Parallèlement, la rhétorique du « couple franco-allemand » a occulté le resserrement des liens entre Paris et Londres, le quatre-vingt-dixième anniversaire de l’Entente cordiale offrant l’occasion de développer un « partenariat global » entre les deux pays (1994). Depuis, le retour de la France dans les structures militaires intégrées de l’OTAN (2009), les effets de la crise sur les budgets militaires et, aux débuts de l’Administration Obama, le moindre intérêt apparent des Etats-Unis pour la « vieille Europe » ont joué en faveur du rapprochement franco-britannique. Le 2 novembre 2010, Nicolas Sarkozy et David Cameron signaient les traités de Lancaster House, afin d’accroître leur coopération militaire bilatérale, une condition sine qua non pour demeurer des puissances de rang mondial. L’année suivante, Paris et Londres s’engageaient ensemble en Libye et y emmenaient l’OTAN.
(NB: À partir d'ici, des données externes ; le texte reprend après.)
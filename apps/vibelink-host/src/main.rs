//! VibeLink host entry point.

mod app;
mod config;

use tracing_subscriber::EnvFilter;

fn main() -> anyhow::Result<()> {
    tracing_subscriber::fmt()
        .with_env_filter(
            EnvFilter::try_from_default_env().unwrap_or_else(|_| EnvFilter::new("info")),
        )
        .init();

    tracing::info!(version = env!("CARGO_PKG_VERSION"), "starting VibeLink host");

    let config = config::Config::load()?;
    tracing::info!(
        port = config.port,
        auto_start = config.auto_start,
        strict_commands = config.strict_commands,
        "configuration loaded"
    );

    let rt = tokio::runtime::Runtime::new()?;
    rt.block_on(app::run(config))?;

    tracing::info!("host shut down cleanly");
    Ok(())
}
Les convergences franco-britanniques relèvent de logiques intergouvernementales, la finalité politique de chacun des Etats étant de préserver son statut de puissance mondiale. Cela dit, une coopération bilatérale plus forte encore serait aussi une contribution à la défense de l’Europe et consoliderait les positions du Vieux Continent dans les équilibres mondiaux. La guerre demeurant l’ultima ratio regis, il est vital que les deux principales puissances militaires européennes conservent des moyens d’intervenir, comme elles le font actuellement sur le théâtre syro-irakien (ce sont les deux seules puissances européennes à bombarder l’« Etat islamique », en Syrie comme en Irak). La combinaison des capacités militaires françaises et britanniques est aussi déterminante pour pouvoir prétendre  influencer la «grande stratégie » américaine.

Enfin, les enjeux inhérents à l’alliance franco-britannique sont plus vastes que les seuls intérêts bilatéraux. L’ouverture au « Grand Large » est consubstantielle à l’histoire de l’Occident et il revient aux puissances atlantiques de porter cet héritage moral et géopolitique. Une Europe recroquevillée sur son aire géographique, qui s’illusionnerait sur les vertus protectrices de ses « anciens parapets », serait infidèle à elle-même. Le monde est engagé dans une « grande transformation », des forces titanesques  sont au travail, et le rêve européen d’être une Grande Suisse tourne au cauchemar. Déjà, les mutations en cours prennent l’allure d’un « grand déclassement » et les difficultés des nations européennes, porteuses d’une civilisation à vocation universelle, avivent les ressentiments de leurs anciens sujets et tributaires.

En conclusion

En regard des enjeux géopolitiques globaux, il ne saurait être question de fermer le pont-levis de la  « forteresse Europe », et la France devrait travailler à l’établissement d’un compromis loyal avec le Royaume-Uni. La consolidation politique de la zone Euro et ses effets sur l’UE légitiment en effet le souci britannique d’obtenir des garanties sur leur statut particulier et la place des Etats membres qui n’appartiennent pas à l’Union économique et monétaire.

Encore faudrait-il que cette négociation s’inscrive dans une vision large et à long terme d’une Europe à géométrie variable, avec différents niveaux d’intégration, et des partenariats géopolitiques sur ses confins géohistoriques et culturels. Aussi nécessaire soit-il, le renforcement du marché unique n’est donc pas l’objectif ultime. Français et Britanniques doivent aiguillonner les Européens, pour qu’ils prennent leur part des responsabilités mondiales qui incombent à l’Occident.